Along with being a tribute to her own daughter, Qattuu’s new single Panikuluuk, released Wednesday, is a tribute to her own mother. (Photo via Hitmakerz news release)

Pangnirtung throat singer releases first single as solo artist

Released Wednesday, Panikuluuk is first single from Qattuu’s upcoming debut album

By Nunatsiaq News

Pangnirtung throat singer, songwriter and performer Qattuu has released her first single as a solo artist.

Qattuu Evic, who performs as Qatttu and is currently based in Ottawa, released Panikuluuk on Wednesday. The song title means “little daughter” in Inuktitut.

The song — the first single from Qattuu’s upcoming debut album — is “an emotional, authentic musical expression of the experience of motherhood,” according to a news release from Nunavut record label Hitmakerz.

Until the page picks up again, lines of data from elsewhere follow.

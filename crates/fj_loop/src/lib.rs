//! Loop execution kernels for fork-join parallel algorithms.
//!
//! A parallel algorithm splits its input into disjoint sub-ranges and hands
//! one to each worker. This crate is what a worker runs on its sub-range:
//! apply a callback to every element, optionally stop when a shared token is
//! cancelled, optionally roll back partial work when the callback fails, and
//! optionally overlap memory prefetch with computation.
//!
//! # Modules
//!
//! - [`traversal`]: position trait, category tags, compile-time dispatch
//! - [`kernels`]: `loop_range`, `loop_n`, `loop_idx_n`, `accumulate_n`
//! - [`cleanup`]: rollback-on-failure kernels
//! - [`prefetch`]: chunked prefetching iterator and its context
//!
//! Splitting ranges, spawning workers and joining them is the caller's job.
//!
//! # Debugging
//!
//! - `RUST_LOG=fj_loop=debug`: rollbacks and prefetch context construction.
//! - `RUST_LOG=fj_loop=trace,fj_cancel=trace`: also early exits on
//!   cancellation and token transitions.
//!
//! Call [`init_tracing`] once to install a subscriber.

pub mod cleanup;
mod cursor;
pub mod kernels;
pub mod prefetch;
mod strategy;
pub mod traversal;

use std::sync::Once;

pub use cleanup::{
    loop_with_cleanup, loop_with_cleanup_into, loop_with_cleanup_n, loop_with_cleanup_n_into,
    loop_with_cleanup_n_into_with_token, loop_with_cleanup_n_with_token, RolledBack,
};
pub use cursor::{ForwardCursor, SliceCursor};
pub use fj_cancel::{CancelToken, CancellationToken, IndexedCancellationToken, NeverCancel};
pub use kernels::{
    accumulate_n, loop_idx_n, loop_idx_n_with_token, loop_n, loop_n_with_token, loop_range,
    loop_range_with_token,
};
pub use prefetch::{
    make_prefetch_context, HardwarePrefetch, NoPrefetch, PrefetchConfig, PrefetchContext,
    PrefetchError, PrefetchHint, PrefetchingIterator, RecordingPrefetch, CACHE_LINE,
};
pub use traversal::{
    traversal_kind, Base, Chunked, Forward, LoopStrategy, RandomAccess, RandomTraversal,
    Traversal, TraversalCategory, TraversalKind,
};

static TRACING_INIT: Once = Once::new();

/// Initialize tracing for debug output.
///
/// Safe to call multiple times. Does nothing unless `RUST_LOG` is set.
pub fn init_tracing() {
    TRACING_INIT.call_once(|| {
        use tracing_subscriber::{fmt, prelude::*, EnvFilter};

        if std::env::var("RUST_LOG").is_ok() {
            let filter = EnvFilter::from_default_env();
            tracing_subscriber::registry()
                .with(fmt::layer().with_target(true).with_level(true))
                .with(filter)
                .init();
        }
    });
}
//! Prefetch context: the index range, the buffers to hint, and the chunk size.

use std::fmt;
use std::marker::PhantomData;

use super::{HardwarePrefetch, PrefetchConfig, PrefetchError, PrefetchHint, PrefetchingIterator};

/// Owns the index sequence of one chunked traversal and the addresses of the
/// buffers to prefetch along it.
///
/// Buffers are registered by address only. The context never reads or writes
/// them, so a callback may mutate the buffers while iterators over the
/// context are live. Iterators borrow the context, never the buffers.
///
/// `T` is the element type of every registered buffer; the chunk size is
/// derived from its size.
pub struct PrefetchContext<T, H = HardwarePrefetch> {
    /// Physical index of each logical position: `indices[i] == begin + i`.
    indices: Vec<usize>,
    /// Start address of each registered buffer.
    targets: Vec<usize>,
    chunk_size: usize,
    config: PrefetchConfig,
    hint: H,
    _element: PhantomData<fn() -> T>,
}

impl<T> PrefetchContext<T> {
    /// Context over `[begin, end)` with one cache line per chunk.
    pub fn new(begin: usize, end: usize, buffers: &[&[T]]) -> Result<Self, PrefetchError> {
        Self::with_config(begin, end, buffers, PrefetchConfig::new())
    }

    /// Context over `[begin, end)` with `distance_factor` cache lines per chunk.
    pub fn with_distance_factor(
        begin: usize,
        end: usize,
        buffers: &[&[T]],
        distance_factor: usize,
    ) -> Result<Self, PrefetchError> {
        Self::with_config(
            begin,
            end,
            buffers,
            PrefetchConfig::with_distance_factor(distance_factor),
        )
    }

    /// Context over `[begin, end)` with an explicit config.
    ///
    /// Every buffer must hold at least `end` elements.
    pub fn with_config(
        begin: usize,
        end: usize,
        buffers: &[&[T]],
        config: PrefetchConfig,
    ) -> Result<Self, PrefetchError> {
        if begin > end {
            return Err(PrefetchError::InvertedRange { begin, end });
        }
        let chunk_size = config.chunk_size::<T>()?;

        let mut targets = Vec::with_capacity(buffers.len());
        for (buffer, data) in buffers.iter().enumerate() {
            if data.len() < end {
                return Err(PrefetchError::BufferTooShort {
                    buffer,
                    len: data.len(),
                    end,
                });
            }
            targets.push(data.as_ptr() as usize);
        }

        let context = PrefetchContext {
            indices: (begin..end).collect(),
            targets,
            chunk_size,
            config,
            hint: HardwarePrefetch,
            _element: PhantomData,
        };
        tracing::debug!(
            begin,
            range_size = context.range_size(),
            chunk_size,
            buffers = context.buffer_count(),
            "built prefetch context"
        );
        Ok(context)
    }
}

impl<T, H> PrefetchContext<T, H> {
    /// Replace the prefetch hint strategy.
    pub fn with_hint<G: PrefetchHint>(self, hint: G) -> PrefetchContext<T, G> {
        PrefetchContext {
            indices: self.indices,
            targets: self.targets,
            chunk_size: self.chunk_size,
            config: self.config,
            hint,
            _element: PhantomData,
        }
    }

    /// Iterator at logical index `0`.
    pub fn begin(&self) -> PrefetchingIterator<'_, T, H> {
        PrefetchingIterator::new(self, 0)
    }

    /// Iterator at logical index `range_size()`.
    pub fn end(&self) -> PrefetchingIterator<'_, T, H> {
        PrefetchingIterator::new(self, self.range_size())
    }

    /// Number of logical indices, `end - begin`.
    pub fn range_size(&self) -> usize {
        self.indices.len()
    }

    pub fn chunk_size(&self) -> usize {
        self.chunk_size
    }

    /// Number of chunks, counting a trailing partial chunk.
    pub fn chunk_count(&self) -> usize {
        self.range_size().div_ceil(self.chunk_size)
    }

    pub fn distance_factor(&self) -> usize {
        self.config.distance_factor
    }

    pub fn config(&self) -> PrefetchConfig {
        self.config
    }

    /// Physical index sequence `[begin, begin + 1, .., end - 1]`.
    pub fn indices(&self) -> &[usize] {
        &self.indices
    }

    /// Number of registered buffers.
    pub fn buffer_count(&self) -> usize {
        self.targets.len()
    }

    pub fn hint(&self) -> &H {
        &self.hint
    }
}

impl<T, H: PrefetchHint> PrefetchContext<T, H> {
    /// Hint the element at logical index `first` in every registered buffer.
    ///
    /// `first` must be below `range_size()`, so the hinted address always lies
    /// inside a buffer.
    #[inline]
    pub(crate) fn prefetch_chunk_start(&self, first: usize) {
        let offset = self.indices[first] * std::mem::size_of::<T>();
        for &base in &self.targets {
            self.hint.prefetch((base + offset) as *const T);
        }
    }
}

impl<T, H: fmt::Debug> fmt::Debug for PrefetchContext<T, H> {
    fn fmt(&self, f: &mut fmt::Formatter<'_>) -> fmt::Result {
        f.debug_struct("PrefetchContext")
            .field("begin", &self.indices.first())
            .field("range_size", &self.range_size())
            .field("chunk_size", &self.chunk_size)
            .field("buffers", &self.targets.len())
            .field("hint", &self.hint)
            .finish()
    }
}

/// Build a prefetch context over `[begin, end)` for `buffers`.
///
/// `distance_factor == 0` means one cache line per chunk.
pub fn make_prefetch_context<T>(
    begin: usize,
    end: usize,
    buffers: &[&[T]],
    distance_factor: usize,
) -> Result<PrefetchContext<T>, PrefetchError> {
    PrefetchContext::with_distance_factor(begin, end, buffers, distance_factor)
}
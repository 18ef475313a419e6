use thiserror::Error;

/// Error building a prefetch context or moving a prefetching iterator.
#[derive(Clone, Debug, PartialEq, Eq, Error)]
pub enum PrefetchError {
    /// `begin` is after `end`.
    #[error("prefetch range is inverted: begin {begin} is after end {end}")]
    InvertedRange { begin: usize, end: usize },

    /// Zero-sized elements have no addresses worth prefetching.
    #[error("cannot prefetch zero-sized elements")]
    ZeroSizedElement,

    /// `distance_factor * CACHE_LINE` does not fit in `usize`.
    #[error("prefetch distance factor {distance_factor} overflows the chunk byte size")]
    DistanceOverflow { distance_factor: usize },

    /// One element is larger than the chunk's byte span.
    #[error("{element_size}-byte elements do not fit in {cache_lines} cache line(s); chunk size would be zero")]
    ZeroChunk {
        element_size: usize,
        cache_lines: usize,
    },

    /// A registered buffer does not cover every index of the range.
    #[error("prefetch buffer {buffer} holds {len} elements but the range ends at index {end}")]
    BufferTooShort { buffer: usize, len: usize, end: usize },

    /// Iterator arithmetic left `[begin(), end()]`.
    #[error("moving {offset:+} chunk(s) from chunk {ordinal} leaves a range of {chunks} chunk(s)")]
    OutOfRange {
        ordinal: usize,
        offset: isize,
        chunks: usize,
    },
}
//! Prefetch distance configuration.

use super::PrefetchError;

/// Cache line size in bytes. Chunks span whole cache lines of this size.
pub const CACHE_LINE: usize = 64;

/// How far ahead the chunked iterator reaches.
///
/// A chunk covers `cache_lines() * CACHE_LINE` bytes of element data, so the
/// prefetch for the next chunk lands that many bytes ahead of the element
/// being consumed.
#[derive(Clone, Copy, Debug, Default, PartialEq, Eq)]
pub struct PrefetchConfig {
    /// Number of cache lines per chunk. `0` means one cache line.
    pub distance_factor: usize,
}

impl PrefetchConfig {
    /// Config with the default distance (one cache line per chunk).
    pub fn new() -> Self {
        Self::default()
    }

    /// Config spanning `distance_factor` cache lines per chunk.
    pub fn with_distance_factor(distance_factor: usize) -> Self {
        PrefetchConfig { distance_factor }
    }

    /// Effective number of cache lines per chunk.
    pub fn cache_lines(&self) -> usize {
        if self.distance_factor == 0 {
            1
        } else {
            self.distance_factor
        }
    }

    /// Elements of type `T` per chunk: `cache_lines() * CACHE_LINE / size_of::<T>()`.
    ///
    /// Fails for zero-sized `T`, on overflow, and when one element is larger
    /// than the whole chunk (which would make the chunk size zero).
    pub fn chunk_size<T>(&self) -> Result<usize, PrefetchError> {
        let element_size = std::mem::size_of::<T>();
        if element_size == 0 {
            return Err(PrefetchError::ZeroSizedElement);
        }

        let cache_lines = self.cache_lines();
        let bytes = cache_lines
            .checked_mul(CACHE_LINE)
            .ok_or(PrefetchError::DistanceOverflow {
                distance_factor: self.distance_factor,
            })?;

        match bytes / element_size {
            0 => Err(PrefetchError::ZeroChunk {
                element_size,
                cache_lines,
            }),
            chunk_size => Ok(chunk_size),
        }
    }
}
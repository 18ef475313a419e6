//! Traversal positions and their category tags.
//!
//! Every position type names a category tag through [`Traversal::Category`].
//! Kernels dispatch on that tag at compile time through [`LoopStrategy`],
//! so the hot loop never branches on the kind of position it walks.
//!
//! | Tag                | Capability                                        |
//! |--------------------|---------------------------------------------------|
//! | [`Forward`]        | step one element at a time                        |
//! | [`RandomAccess`]   | jump by `n` and measure distance in O(1)          |
//! | [`Chunked`]        | random access over chunks, with memory prefetch   |

use fj_cancel::CancelToken;

/// Runtime-visible name of a category tag.
#[derive(Clone, Copy, Debug, PartialEq, Eq, Hash)]
pub enum TraversalKind {
    /// Forward-only stepping.
    Forward,
    /// Constant-time jumps and distance.
    RandomAccess,
    /// Chunk-granular random access with prefetch.
    ChunkedPrefetch,
}

/// Tag for forward-only positions.
#[derive(Clone, Copy, Debug, Default, PartialEq, Eq)]
pub struct Forward;

/// Tag for random-access positions.
#[derive(Clone, Copy, Debug, Default, PartialEq, Eq)]
pub struct RandomAccess;

/// Tag for the chunked prefetching iterator.
#[derive(Clone, Copy, Debug, Default, PartialEq, Eq)]
pub struct Chunked;

mod sealed {
    pub trait Sealed {}

    impl Sealed for super::Forward {}
    impl Sealed for super::RandomAccess {}
    impl Sealed for super::Chunked {}
}

/// A traversal category tag. Sealed: the set of categories is closed.
pub trait TraversalCategory: sealed::Sealed {
    /// The kind this tag stands for.
    const KIND: TraversalKind;
}

impl TraversalCategory for Forward {
    const KIND: TraversalKind = TraversalKind::Forward;
}

impl TraversalCategory for RandomAccess {
    const KIND: TraversalKind = TraversalKind::RandomAccess;
}

impl TraversalCategory for Chunked {
    const KIND: TraversalKind = TraversalKind::ChunkedPrefetch;
}

/// A position in a sub-range.
///
/// Positions are values: cloning one snapshots it, and equality says whether
/// two positions denote the same place. A sub-range is a pair `(begin, end)`
/// where `end` is reachable from `begin` by [`step`](Self::step), or a
/// position plus an element count.
pub trait Traversal: Clone + PartialEq {
    /// Category tag used for kernel dispatch.
    type Category: TraversalCategory;

    /// What the position dereferences to.
    type Item;

    /// Move to the next position.
    fn step(&mut self);

    /// Dereference the position.
    ///
    /// Dereferencing an end position is a precondition violation.
    fn get(&self) -> Self::Item;
}

/// A position that can jump and measure distance in constant time.
pub trait RandomTraversal: Traversal {
    /// Move forward by `n` positions.
    fn step_by(&mut self, n: usize);

    /// Number of steps from `self` to `later`.
    ///
    /// `later` must be reachable from `self`.
    fn distance_to(&self, later: &Self) -> usize;
}

/// Category of a position type.
pub fn traversal_kind<P: Traversal>() -> TraversalKind {
    <P::Category as TraversalCategory>::KIND
}

/// Loop driver selected by a category tag for the position type `P`.
///
/// [`Base`](Self::Base) is what the driver hands to the callback. Plain
/// categories hand over the position itself; the chunked category walks the
/// elements inside each chunk and hands over the underlying index.
pub trait LoopStrategy<P: Traversal> {
    /// Position handed to the per-element callback.
    type Base;

    /// Walk `[begin, end)`, stopping early once `token` reports cancellation.
    ///
    /// Returns the first position whose element was not processed.
    fn run<C, F>(begin: P, end: &P, token: &C, f: F) -> P
    where
        C: CancelToken + ?Sized,
        F: FnMut(Self::Base);

    /// Walk `count` steps from `it`, stopping early once `token` reports
    /// cancellation.
    fn run_n<C, F>(it: P, count: usize, token: &C, f: F) -> P
    where
        C: CancelToken + ?Sized,
        F: FnMut(Self::Base);
}

/// The callback argument the count- and range-driven kernels use for `P`.
pub type Base<P> = <<P as Traversal>::Category as LoopStrategy<P>>::Base;
//! Loop kernel benchmarks.
//!
//! Compares the plain counting loop with the chunked prefetch loop over the
//! same axpy-style update, at sizes from cache-resident to main-memory bound.

use std::hint::black_box;

use criterion::{criterion_group, criterion_main, BenchmarkId, Criterion, Throughput};
use fj_loop::{init_tracing, loop_n, make_prefetch_context, NoPrefetch};

const SIZES: [usize; 4] = [1 << 10, 1 << 14, 1 << 18, 1 << 22];

fn bench_plain_vs_chunked(c: &mut Criterion) {
    init_tracing();
    let mut group = c.benchmark_group("loop_n/axpy");

    for len in SIZES {
        let x = vec![1.0_f64; len];
        let mut y = vec![2.0_f64; len];
        group.throughput(Throughput::Elements(len as u64));

        group.bench_with_input(BenchmarkId::new("plain", len), &len, |b, &len| {
            b.iter(|| {
                loop_n(0_usize, len, |i| y[i] += 0.5 * x[i]);
                black_box(&y);
            });
        });

        for factor in [1, 4, 20] {
            let Ok(ctx) =
                make_prefetch_context(0, len, &[x.as_slice(), y.as_slice()], factor)
            else {
                continue;
            };
            let chunks = ctx.chunk_count();

            group.bench_with_input(
                BenchmarkId::new(format!("chunked/factor={factor}"), len),
                &chunks,
                |b, &chunks| {
                    b.iter(|| {
                        loop_n(ctx.begin(), chunks, |i| y[i] += 0.5 * x[i]);
                        black_box(&y);
                    });
                },
            );

            let quiet = ctx.with_hint(NoPrefetch);
            group.bench_with_input(
                BenchmarkId::new(format!("chunked-no-hint/factor={factor}"), len),
                &chunks,
                |b, &chunks| {
                    b.iter(|| {
                        loop_n(quiet.begin(), chunks, |i| y[i] += 0.5 * x[i]);
                        black_box(&y);
                    });
                },
            );
        }
    }

    group.finish();
}

criterion_group!(benches, bench_plain_vs_chunked);
criterion_main!(benches);
//! Chunked prefetch traversal.
//!
//! A [`PrefetchContext`] groups an index range into chunks that span a fixed
//! number of cache lines. Its [`PrefetchingIterator`]s step chunk by chunk,
//! and the chunked loop driver hints the first element of the next chunk in
//! every registered buffer once the current chunk has been consumed.
//!
//! ```
//! use fj_loop::{loop_n, make_prefetch_context};
//!
//! let mut data = vec![0.0_f64; 1000];
//! let ctx = make_prefetch_context(0, data.len(), &[data.as_slice()], 4).unwrap();
//! let chunks = ctx.chunk_count();
//! loop_n(ctx.begin(), chunks, |i| data[i] = 1.0);
//! assert!(data.iter().all(|&x| x == 1.0));
//! ```

mod config;
mod context;
mod error;
mod hint;
mod iterator;

pub use config::{PrefetchConfig, CACHE_LINE};
pub use context::{make_prefetch_context, PrefetchContext};
pub use error::PrefetchError;
pub use hint::{HardwarePrefetch, NoPrefetch, PrefetchHint, RecordingPrefetch};
pub use iterator::PrefetchingIterator;
//! Basic loop kernels.
//!
//! Each kernel applies a callback to every element of one sub-range, in
//! traversal order, on the calling thread. None of them allocate or keep
//! state after returning. A panicking callback propagates immediately with
//! no rollback; use [`crate::cleanup`] when partial work must be undone.
//!
//! The `_with_token` forms check the token before every element and return
//! the first unprocessed position once it reports cancellation.

use fj_cancel::{CancelToken, NeverCancel};

use crate::strategy::observed_cancellation;
use crate::traversal::{Base, LoopStrategy, Traversal};

/// Call `f` for every position in `[begin, end)`. Returns `end`.
///
/// For the chunked prefetching iterator `f` receives each element index
/// inside every chunk, see [`Base`].
#[inline]
pub fn loop_range<P, F>(begin: P, end: P, f: F) -> P
where
    P: Traversal,
    P::Category: LoopStrategy<P>,
    F: FnMut(Base<P>),
{
    <P::Category as LoopStrategy<P>>::run(begin, &end, &NeverCancel, f)
}

/// Like [`loop_range`], stopping early once `token` is cancelled.
#[inline]
pub fn loop_range_with_token<P, C, F>(begin: P, end: P, token: &C, f: F) -> P
where
    P: Traversal,
    P::Category: LoopStrategy<P>,
    C: CancelToken + ?Sized,
    F: FnMut(Base<P>),
{
    <P::Category as LoopStrategy<P>>::run(begin, &end, token, f)
}

/// Call `f` for `count` consecutive positions starting at `it`.
///
/// Returns `it` advanced by `count`.
#[inline]
pub fn loop_n<P, F>(it: P, count: usize, f: F) -> P
where
    P: Traversal,
    P::Category: LoopStrategy<P>,
    F: FnMut(Base<P>),
{
    <P::Category as LoopStrategy<P>>::run_n(it, count, &NeverCancel, f)
}

/// Like [`loop_n`], stopping early once `token` is cancelled.
///
/// Returns `it` advanced by the number of elements actually processed.
#[inline]
pub fn loop_n_with_token<P, C, F>(it: P, count: usize, token: &C, f: F) -> P
where
    P: Traversal,
    P::Category: LoopStrategy<P>,
    C: CancelToken + ?Sized,
    F: FnMut(Base<P>),
{
    <P::Category as LoopStrategy<P>>::run_n(it, count, token, f)
}

/// Call `f(element, index)` for `count` elements, where `index` starts at
/// `base_idx` and advances with the position.
#[inline]
pub fn loop_idx_n<P, F>(base_idx: usize, it: P, count: usize, f: F) -> P
where
    P: Traversal,
    F: FnMut(P::Item, usize),
{
    loop_idx_n_with_token(base_idx, it, count, &NeverCancel, f)
}

/// Like [`loop_idx_n`], stopping before the first index at which
/// `token.was_cancelled_at(index)` holds.
///
/// The index wraps around at `usize::MAX`.
pub fn loop_idx_n_with_token<P, C, F>(
    base_idx: usize,
    mut it: P,
    count: usize,
    token: &C,
    mut f: F,
) -> P
where
    P: Traversal,
    C: CancelToken + ?Sized,
    F: FnMut(P::Item, usize),
{
    let mut idx = base_idx;
    for processed in 0..count {
        if token.was_cancelled_at(idx) {
            observed_cancellation(processed);
            break;
        }
        f(it.get(), idx);
        it.step();
        idx = idx.wrapping_add(1);
    }
    it
}

/// Left fold over `count` elements: `init = f(init, element)` in traversal
/// order.
///
/// No reordering or reassociation happens, so order-sensitive reducers
/// (floating-point sums, string concatenation) see exactly the sequence.
#[inline]
pub fn accumulate_n<P, T, F>(mut it: P, count: usize, init: T, mut f: F) -> T
where
    P: Traversal,
    F: FnMut(T, P::Item) -> T,
{
    let mut acc = init;
    for _ in 0..count {
        acc = f(acc, it.get());
        it.step();
    }
    acc
}
//! # error 模块说明
//!
//! ## 角色定位（Why）
//! - 集中定义调用核心对外暴露的错误语义：准入拒绝、本地服务缺失、非预期失败等；
//! - 区分“已识别的 RPC 错误”与“外来失败”，准入过滤器据此决定透传还是包装。
//!
//! ## 设计要求（What）
//! - 所有变体派生 [`thiserror::Error`]，可直接交给 `anyhow`/`eyre` 等上层框架处理；
//! - 外来失败以 [`BoxError`] 保存，并通过 `#[source]` 保留原始错误链。

use std::{any::Any, borrow::Cow, fmt};

use thiserror::Error;

/// 跨线程传播的动态错误类型。
pub type BoxError = Box<dyn std::error::Error + Send + Sync + 'static>;

/// 调用核心的统一错误域。
///
/// # 教案式说明
/// - **意图 (Why)**：把 Filter 链、准入控制、进程内分发可能产生的失败收敛为一个可匹配的枚举，
///   调用方无需依赖字符串判断失败类别；
/// - **契约 (What)**：
///   - 除 [`RpcError::Foreign`] 外的变体均视为“已识别”，Filter 应原样透传；
///   - [`RpcError::Foreign`] 表示终端 Invoker 抛出的外来失败，准入过滤器会将其包装为
///     [`RpcError::UnexpectedInvocationFailure`]；
/// - **风险 (Trade-offs)**：`BoxError` 不可克隆，因此本枚举不实现 `Clone`；需要广播错误时请转为字符串。
#[derive(Debug, Error)]
pub enum RpcError {
    /// 非阻塞准入失败：方法的并发执行数已达上限。
    ///
    /// - **契约 (What)**：`service` 为服务标识，`method` 为方法名，`max` 为配置的上限；
    /// - **风险 (Trade-offs)**：调用核心不做重试，调用方应退避或在上游快速失败。
    #[error(
        "failed to invoke method `{method}` of service `{service}`: concurrent executions exceed the configured limit of {max}"
    )]
    ConcurrencyLimitExceeded {
        service: String,
        method: String,
        max: u32,
    },

    /// 进程内分发目标缺失，通常意味着服务尚未导出或已被注销。
    #[error("service [{key}] not found")]
    ServiceNotFound { key: String },

    /// Invoker 已被销毁，拒绝继续处理请求。
    #[error("invoker for service `{service}` has been destroyed")]
    InvokerDestroyed { service: String },

    /// 同一服务键被重复导出。
    #[error("service [{key}] has already been exported")]
    DuplicateExport { key: String },

    /// 扩展解析失败：指定扩展点下不存在该名称的实现。
    #[error("no `{kind}` extension registered under name `{name}`")]
    ExtensionNotFound { kind: &'static str, name: String },

    /// 对非识别失败的包装，保留原始原因以便排障。
    ///
    /// - **契约 (What)**：`context` 描述包装发生的位置（例如 `"executes"`），`source` 为原始错误。
    #[error("unexpected failure in `{context}`")]
    UnexpectedInvocationFailure {
        context: Cow<'static, str>,
        #[source]
        source: BoxError,
    },

    /// 终端 Invoker 抛出的外来失败，尚未被识别为 RPC 错误。
    #[error("foreign invocation failure: {source}")]
    Foreign {
        #[source]
        source: BoxError,
    },
}

impl RpcError {
    /// 将任意错误包装为外来失败。
    pub fn foreign<E>(error: E) -> Self
    where
        E: Into<BoxError>,
    {
        RpcError::Foreign {
            source: error.into(),
        }
    }

    /// 是否为已识别的 RPC 错误。
    pub fn is_recognized(&self) -> bool {
        !matches!(self, RpcError::Foreign { .. })
    }

    /// 已识别错误原样返回，外来失败包装为 [`RpcError::UnexpectedInvocationFailure`]。
    pub fn into_recognized(self, context: impl Into<Cow<'static, str>>) -> Self {
        match self {
            RpcError::Foreign { source } => RpcError::UnexpectedInvocationFailure {
                context: context.into(),
                source,
            },
            recognized => recognized,
        }
    }

    /// 将 panic 负载转换为带原因的非预期失败。
    pub fn from_panic(
        context: impl Into<Cow<'static, str>>,
        payload: Box<dyn Any + Send + 'static>,
    ) -> Self {
        RpcError::UnexpectedInvocationFailure {
            context: context.into(),
            source: Box::new(PanicError::from_payload(payload)),
        }
    }
}

/// 捕获到的 panic，携带可读消息。
#[derive(Debug, Clone, PartialEq, Eq)]
pub struct PanicError {
    message: String,
}

impl PanicError {
    fn from_payload(payload: Box<dyn Any + Send + 'static>) -> Self {
        let message = if let Some(text) = payload.downcast_ref::<&'static str>() {
            (*text).to_owned()
        } else if let Some(text) = payload.downcast_ref::<String>() {
            text.clone()
        } else {
            "panic with non-string payload".to_owned()
        };
        Self { message }
    }

    /// panic 消息。
    pub fn message(&self) -> &str {
        &self.message
    }
}

impl fmt::Display for PanicError {
    fn fmt(&self, f: &mut fmt::Formatter<'_>) -> fmt::Result {
        write!(f, "invoker panicked: {}", self.message)
    }
}

impl std::error::Error for PanicError {}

Along with being a tribute to her daughter, Qattuu’s new single also honours her own mother.

The song begins with the sound of a mother’s heartbeat in an ultrasound, followed by gentle strums on a guitar. It progresses to include Qattuu’s throat singing and Inuit drumming, accompanied by audio clips of her young daughter, Aleah.

According to the release, Qattuu has been singing since she was six years old and is largely self-taught. From 2020 to 2022, she was part of the Juno Award-nominated musical group Silla and Rise, and she has been featured on songs by other artists such as Joey Nowyuk and Angela Amarualik.

As a solo performer, Qattuu has sang in France, Belgium and the Philippines as well as in Canada.

Juno-nominated Inuk artist Looee Arreak was part of the production process, providing guidance and some of the Inuktitut lyrics that will be included on Midnight Sun, Qattuu’s first album which will be released later this year.

The song and album were recorded and released on Nunavut-based record label Hitmakerz with financial support from Canada Council for the Arts and Ontario Arts Council.

Panikuluuk is now available across all streaming platforms, including Spotify.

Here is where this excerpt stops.